Syntax of the create table statement in SQL:

CREATE TABLE table1 (
    field1 int primary key, 
    field2 varchar(100),
    field3 numeric
)

C. Load Data into SQLite (2 points)

Read data from the CSV file, use a loop to read each CSV line (data instance), and insert it into the SQLite table:

  • Include import csv so you can use CSV-related functions;

  • Please use the following program structure to read CSV data:

with open('students.csv') as csvfile:
    reader = csv.DictReader(csvfile)
    for row in reader:

Inside the loop:

  • You can use row['CSVColumnName'] to read each column value;

  • Execute a SQL statement using INSERT INTO, combined with data from CSV, for example, within the for loop:

Example:

sql = "INSERT INTO table1 (field1, field2, field3)" \
        " VALUES({0}, '{1}', {2})".format(row["column1"], row["column2"], row["column3"])
my_cursor.execute(sql)

Change (and add) names such as field1/2/3/... and column1/2/3/... to the correct ones in database and CSV respectively.

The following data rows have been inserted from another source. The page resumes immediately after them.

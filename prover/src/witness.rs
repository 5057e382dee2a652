//! Witness Encoding
//!
//! Converts named caller inputs into the positional witness map consumed by
//! the native engine. Values are normalised into the BN254 scalar field and
//! written in canonical decimal form.

use circuit::CircuitLayout;
use num_bigint::BigUint;
use num_traits::Zero;
use serde::{Deserialize, Serialize};
use std::collections::BTreeMap;

use crate::{ProverError, Result};

/// BN254 scalar field modulus as little-endian 32-bit digits
///
/// 21888242871839275222246405745257275088548364400416034343698204186575808495617
const BN254_MODULUS_DIGITS: [u32; 8] = [
    0xf000_0001,
    0x43e1_f593,
    0x79b9_7091,
    0x2833_e848,
    0x8181_585d,
    0xb850_45b6,
    0xe131_a029,
    0x3064_4e72,
];

/// BN254 scalar field modulus
pub fn field_modulus() -> BigUint {
    BigUint::from_slice(&BN254_MODULUS_DIGITS)
}

/// A caller-supplied input value
#[derive(Debug, Clone, PartialEq, Eq, Serialize, Deserialize)]
#[serde(untagged)]
pub enum InputValue {
    /// Single field element as a decimal or `0x` hex string
    Single(String),
    /// Array of field elements
    Array(Vec<String>),
}

impl From<&str> for InputValue {
    fn from(value: &str) -> Self {
        InputValue::Single(value.to_string())
    }
}

impl From<String> for InputValue {
    fn from(value: String) -> Self {
        InputValue::Single(value)
    }
}

impl From<Vec<String>> for InputValue {
    fn from(values: Vec<String>) -> Self {
        InputValue::Array(values)
    }
}

/// Named circuit inputs as supplied by the caller
#[derive(Debug, Clone, Default, PartialEq, Eq, Serialize, Deserialize)]
#[serde(transparent)]
pub struct NamedInputs {
    values: BTreeMap<String, InputValue>,
}

impl NamedInputs {
    /// Create new empty inputs
    pub fn new() -> Self {
        Self::default()
    }

    /// Set a single value input
    pub fn set_single(&mut self, name: &str, value: &str) {
        self.values
            .insert(name.to_string(), InputValue::Single(value.to_string()));
    }

    /// Set an array value input
    pub fn set_array(&mut self, name: &str, values: Vec<String>) {
        self.values.insert(name.to_string(), InputValue::Array(values));
    }

    /// Value supplied for `name`
    pub fn get(&self, name: &str) -> Option<&InputValue> {
        self.values.get(name)
    }

    /// Supplied input names in sorted order
    pub fn names(&self) -> impl Iterator<Item = &str> {
        self.values.keys().map(String::as_str)
    }

    /// Number of supplied inputs
    pub fn len(&self) -> usize {
        self.values.len()
    }

    /// True when nothing was supplied
    pub fn is_empty(&self) -> bool {
        self.values.is_empty()
    }
}

impl<K: Into<String>, V: Into<InputValue>> FromIterator<(K, V)> for NamedInputs {
    fn from_iter<I: IntoIterator<Item = (K, V)>>(iter: I) -> Self {
        Self {
            values: iter
                .into_iter()
                .map(|(name, value)| (name.into(), value.into()))
                .collect(),
        }
    }
}

/// Positional witness: witness index to canonical decimal field element
///
/// Values are normalised on insertion, so every entry is canonical.
#[derive(Debug, Clone, Default, PartialEq, Eq, Serialize, Deserialize)]
#[serde(transparent)]
pub struct WitnessMap {
    entries: BTreeMap<u32, String>,
}

impl WitnessMap {
    /// Create an empty witness map
    pub fn new() -> Self {
        Self::default()
    }

    /// Normalise `value` and store it at `index`
    ///
    /// Replaces any previous value at the same index.
    pub fn insert(&mut self, index: u32, value: &str) -> Result<()> {
        if index == 0 {
            return Err(ProverError::Encoding(
                "witness index 0 is reserved; indices start at 1".to_string(),
            ));
        }
        let canonical = canonical_field_element(value)
            .map_err(|reason| ProverError::Encoding(format!("witness {}: {}", index, reason)))?;
        self.entries.insert(index, canonical);
        Ok(())
    }

    /// Canonical value at `index`
    pub fn get(&self, index: u32) -> Option<&str> {
        self.entries.get(&index).map(String::as_str)
    }

    /// Number of assigned indices
    pub fn len(&self) -> usize {
        self.entries.len()
    }

    /// True when no index is assigned
    pub fn is_empty(&self) -> bool {
        self.entries.is_empty()
    }

    /// Entries in ascending index order
    pub fn iter(&self) -> impl Iterator<Item = (u32, &str)> {
        self.entries.iter().map(|(index, value)| (*index, value.as_str()))
    }

    /// Assigned indices in ascending order
    pub fn indices(&self) -> impl Iterator<Item = u32> + '_ {
        self.entries.keys().copied()
    }

    /// String-keyed copy, the shape the native layer consumes
    pub fn to_index_strings(&self) -> BTreeMap<String, String> {
        self.entries
            .iter()
            .map(|(index, value)| (index.to_string(), value.clone()))
            .collect()
    }

    /// Check that the map assigns exactly the indices `layout` requires
    pub fn check_against(&self, layout: &CircuitLayout) -> Result<()> {
        let required = layout.required_indices();

        let missing: Vec<u32> = required
            .iter()
            .copied()
            .filter(|index| !self.entries.contains_key(index))
            .collect();
        if !missing.is_empty() {
            return Err(ProverError::Proving(format!(
                "witness is missing indices {:?} declared by the circuit",
                missing
            )));
        }

        let extra: Vec<u32> = self.indices().filter(|index| !required.contains(index)).collect();
        if !extra.is_empty() {
            return Err(ProverError::Proving(format!(
                "witness assigns indices {:?} not used by the circuit",
                extra
            )));
        }

        Ok(())
    }
}

/// Encode named inputs into a witness map following `layout`
///
/// Every declared input must be supplied and nothing else may be. Each value
/// is written at the indices its slot occupies, in element order.
pub fn encode(inputs: &NamedInputs, layout: &CircuitLayout) -> Result<WitnessMap> {
    if let Some(unknown) = inputs.names().find(|name| layout.slot(name).is_none()) {
        return Err(ProverError::Encoding(format!(
            "input `{}` is not declared by the circuit",
            unknown
        )));
    }

    let mut witness = WitnessMap::new();

    for slot in layout.slots() {
        let value = inputs.get(&slot.name).ok_or_else(|| {
            ProverError::Encoding(format!(
                "missing input `{}` (witness indices {:?})",
                slot.name, slot.indices
            ))
        })?;

        let values: Vec<&str> = match value {
            InputValue::Single(v) if !slot.is_array => vec![v.as_str()],
            InputValue::Array(vs) if slot.is_array || vs.len() == 1 => {
                vs.iter().map(String::as_str).collect()
            }
            InputValue::Single(_) => {
                return Err(ProverError::Encoding(format!(
                    "input `{}` expects an array of {} values",
                    slot.name,
                    slot.width()
                )))
            }
            InputValue::Array(_) => {
                return Err(ProverError::Encoding(format!(
                    "input `{}` expects a single value",
                    slot.name
                )))
            }
        };

        if values.len() != slot.width() {
            return Err(ProverError::Encoding(format!(
                "input `{}` expects {} values, got {}",
                slot.name,
                slot.width(),
                values.len()
            )));
        }

        for (&index, raw) in slot.indices.iter().zip(values) {
            let canonical = canonical_field_element(raw).map_err(|reason| {
                ProverError::Encoding(format!("input `{}`: {}", slot.name, reason))
            })?;
            witness.entries.insert(index, canonical);
        }
    }

    tracing::debug!(
        "Encoded {} inputs into {} witness indices",
        inputs.len(),
        witness.len()
    );

    Ok(witness)
}

/// Normalise a textual integer into its canonical decimal field element
///
/// Accepts decimal or `0x`-prefixed hex, an optional leading `-` (mapped to
/// `p - n`), and the literals `true`/`false`.
pub fn canonical_field_element(raw: &str) -> std::result::Result<String, String> {
    match raw {
        "true" => return Ok("1".to_string()),
        "false" => return Ok("0".to_string()),
        _ => {}
    }

    let (negative, body) = match raw.strip_prefix('-') {
        Some(rest) => (true, rest),
        None => (false, raw),
    };

    let magnitude = match body.strip_prefix("0x").or_else(|| body.strip_prefix("0X")) {
        Some(hex) => parse_digits(hex, 16),
        None => parse_digits(body, 10),
    }
    .ok_or_else(|| format!("`{}` is not a decimal or 0x-prefixed hex integer", raw))?;

    let modulus = field_modulus();
    if magnitude >= modulus {
        return Err(format!("`{}` exceeds the field modulus", raw));
    }

    let element = if negative && !magnitude.is_zero() {
        modulus - magnitude
    } else {
        magnitude
    };

    Ok(element.to_str_radix(10))
}

fn parse_digits(digits: &str, radix: u32) -> Option<BigUint> {
    if digits.is_empty() || !digits.chars().all(|c| c.is_digit(radix)) {
        return None;
    }
    BigUint::parse_bytes(digits.as_bytes(), radix)
}
//! Prover - Orchestration layer for Noir proof generation
//!
//! This crate sits between a host application and a native proving engine.
//! It turns named inputs into a witness, sequences SRS setup before proving
//! and verification, and moves proofs across the boundary as strings.
//!
//! # Overview
//!
//! * [`witness`] - named inputs to positional, canonical witness maps
//! * [`artifact`] - proof + verification key and their hex transport form
//! * [`srs`] - process-wide structured reference string
//! * [`Prover`] - the facade tying them to a [`ProvingBackend`]
//!
//! ```no_run
//! # fn engine() -> prover::testing::MockBackend { unimplemented!() }
//! use circuit::Circuit;
//! use prover::{NamedInputs, ProofSystemParameters, Prover, ProverConfig};
//!
//! let circuit = Circuit::from_manifest_json(&std::fs::read_to_string("sum.json")?)?;
//! let prover = Prover::new(engine(), ProverConfig::default());
//! prover.setup_srs(&circuit.bytecode, None)?;
//!
//! let inputs: NamedInputs = [("a", "3"), ("b", "4"), ("result", "7")].into_iter().collect();
//! let params = ProofSystemParameters::default();
//! let artifact = prover.prove_inputs(&circuit, &inputs, &params)?;
//! assert!(prover.verify(&circuit.bytecode, &artifact, &params)?);
//! # Ok::<(), Box<dyn std::error::Error>>(())
//! ```

pub mod artifact;
pub mod backend;
pub mod config;
pub mod error;
pub mod params;
pub mod srs;
pub mod witness;

#[cfg(any(test, feature = "testing"))]
pub mod testing;

pub use artifact::{ProofArtifact, TransportProof};
pub use backend::ProvingBackend;
pub use config::{ProverConfig, CONTRACT_VERSION};
pub use error::{ErrorKind, ProverError};
pub use params::{ProofSystemParameters, ProofType};
pub use srs::{SrsConfig, SrsHandle, SrsLocation, SrsManager, SrsState};
pub use witness::{InputValue, NamedInputs, WitnessMap};

use circuit::{Circuit, CircuitBytecode};
use error::backend_message;
use std::path::Path;

/// Result type for prover operations
pub type Result<T> = std::result::Result<T, ProverError>;

/// Proving and verification facade over a native backend
///
/// Constructing a `Prover` is the single initialisation point for the
/// engine handle. Share it behind an `Arc`; all methods take `&self`.
pub struct Prover<B> {
    backend: B,
    config: ProverConfig,
    srs: SrsManager,
}

impl<B: ProvingBackend> Prover<B> {
    /// Wrap an initialised backend
    pub fn new(backend: B, config: ProverConfig) -> Self {
        let srs = SrsManager::new(config.srs.clone());
        Self { backend, config, srs }
    }

    /// The wrapped backend
    pub fn backend(&self) -> &B {
        &self.backend
    }

    /// Active configuration
    pub fn config(&self) -> &ProverConfig {
        &self.config
    }

    /// Shared SRS state
    pub fn srs(&self) -> &SrsManager {
        &self.srs
    }

    /// Ensure an SRS large enough for `bytecode` is loaded
    pub fn setup_srs(&self, bytecode: &CircuitBytecode, srs_path: Option<&Path>) -> Result<SrsHandle> {
        self.srs.ensure(&self.backend, bytecode, srs_path)
    }

    /// Ensure an SRS covering `bytecode` under `params` is loaded
    ///
    /// Needed when `params.num_points` exceeds the circuit size.
    pub fn setup_srs_for(
        &self,
        bytecode: &CircuitBytecode,
        srs_path: Option<&Path>,
        params: &ProofSystemParameters,
    ) -> Result<SrsHandle> {
        self.srs
            .ensure_points(&self.backend, bytecode, srs_path, params.num_points.unwrap_or(0))
    }

    /// Encode named inputs and prove
    ///
    /// Encoding failures are reported before the backend is touched.
    pub fn prove_inputs(
        &self,
        circuit: &Circuit,
        inputs: &NamedInputs,
        params: &ProofSystemParameters,
    ) -> Result<ProofArtifact> {
        let witness = witness::encode(inputs, &circuit.layout)?;
        self.prove(circuit, &witness, params)
    }

    /// Generate a proof for `circuit` from an encoded witness
    ///
    /// The witness must assign exactly the indices the layout declares.
    pub fn prove(
        &self,
        circuit: &Circuit,
        witness: &WitnessMap,
        params: &ProofSystemParameters,
    ) -> Result<ProofArtifact> {
        tracing::info!(
            "Proving circuit {} with {} witness entries ({})",
            circuit.bytecode.digest(),
            witness.len(),
            params.proof_type
        );

        witness.check_against(&circuit.layout)?;

        let artifact = self.with_srs(&circuit.bytecode, params, ProverError::Proving, || {
            self.backend
                .prove(&circuit.bytecode, witness, params)
                .map_err(|e| ProverError::Proving(backend_message(&e)))
        })?;

        if !artifact.is_well_formed() {
            return Err(ProverError::Proving(
                "backend returned an empty proof or verification key".to_string(),
            ));
        }

        tracing::info!(
            "Proof generated: {} proof bytes, {} vk bytes",
            artifact.proof.len(),
            artifact.vk.len()
        );
        Ok(artifact)
    }

    /// Verify a decoded proof artifact
    ///
    /// Returns `Ok(false)` for a rejected proof, including one made for a
    /// different circuit or different parameters. Errors mean no verdict.
    pub fn verify(
        &self,
        bytecode: &CircuitBytecode,
        artifact: &ProofArtifact,
        params: &ProofSystemParameters,
    ) -> Result<bool> {
        tracing::info!(
            "Verifying proof ({} bytes) for circuit {} ({})",
            artifact.proof.len(),
            bytecode.digest(),
            params.proof_type
        );

        if !artifact.is_well_formed() {
            return Err(ProverError::Verification(
                "artifact has an empty proof or verification key".to_string(),
            ));
        }

        let verified = self.with_srs(bytecode, params, ProverError::Verification, || {
            self.backend
                .verify(bytecode, artifact, params)
                .map_err(|e| ProverError::Verification(backend_message(&e)))
        })?;

        tracing::info!("Verification result: {}", verified);
        Ok(verified)
    }

    /// Decode a transport pair, then verify it
    pub fn verify_transport(
        &self,
        bytecode: &CircuitBytecode,
        transport: &TransportProof,
        params: &ProofSystemParameters,
    ) -> Result<bool> {
        let artifact = ProofArtifact::decode(transport)?;
        self.verify(bytecode, &artifact, params)
    }

    /// Run `op` under the SRS read lock when `params` need an SRS
    fn with_srs<T>(
        &self,
        bytecode: &CircuitBytecode,
        params: &ProofSystemParameters,
        op_error: fn(String) -> ProverError,
        op: impl FnOnce() -> Result<T>,
    ) -> Result<T> {
        if !self.backend.requires_srs(params) {
            return op();
        }

        let circuit_size = self
            .backend
            .circuit_size(bytecode)
            .map_err(|e| op_error(format!("unable to size circuit: {}", backend_message(&e))))?;
        let required = params.srs_requirement(circuit_size);

        self.srs.with_ready(required, |_| op())
    }
}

D. In-database Query and Analytics with SQLite Data (6 points)

Outside the previous structure, create code in Python with related SQL statements to do the following:

  1. Update the data so that current marriage=2 (single) and marriage=3 values (others) are merged/updated to 2 (single).

  2. Remove all data records with negative BILL_AMT values using DELETE.

  3. Select and show the first 10 records in the database table, using SELECT … LIMIT….

  4. Select and show all records with a BILL_AMT amount > 500,000;

  5. Compute the total number of records count(*), average (avg) AGE, min LIMIT_BAL, max LIMIT_BAL in the data.

  6. Count the # records, average AGE, min LIMIT_BAL, max LIMIT_BAL, using GROUP BY, for each group of DefaultNext (0 and 1 levels).

  7. Count the # records, average AGE, min LIMIT_BAL, max LIMIT_BAL for each Marriage group (1, 2), again using GROUP BY.

  8. Count the # records in each combination of Marriage groups and DefaultNext levels, using GROUP BY Marriage, DefaultNext.

For Items 1 and 2 above, you only need to call the cursor’s .execute() method with proper SQL statements to execute.

For Items 3 and after, when you execute the SQL statement, you need to print the retrieved results using a loop such as:

print("Say a few words about what you are printing here")
rows = my_cursor.fetchall()
for row in rows
    print(row[0], row[1], ...)

Bonus (+1 point)

Organize the above result printing code as a function so that:

1) You can call the function to print all rows and columns each time you query the database;

2) You reduce redundant code on printing results from item 3 through 8.

Submission

  1. Complete all tasks of this assignment in a Jupyter Notebook.
  2. Test the code and make sure it works and produces proper results in the notebook.
  3. Submit the notebook to blackboard for A3.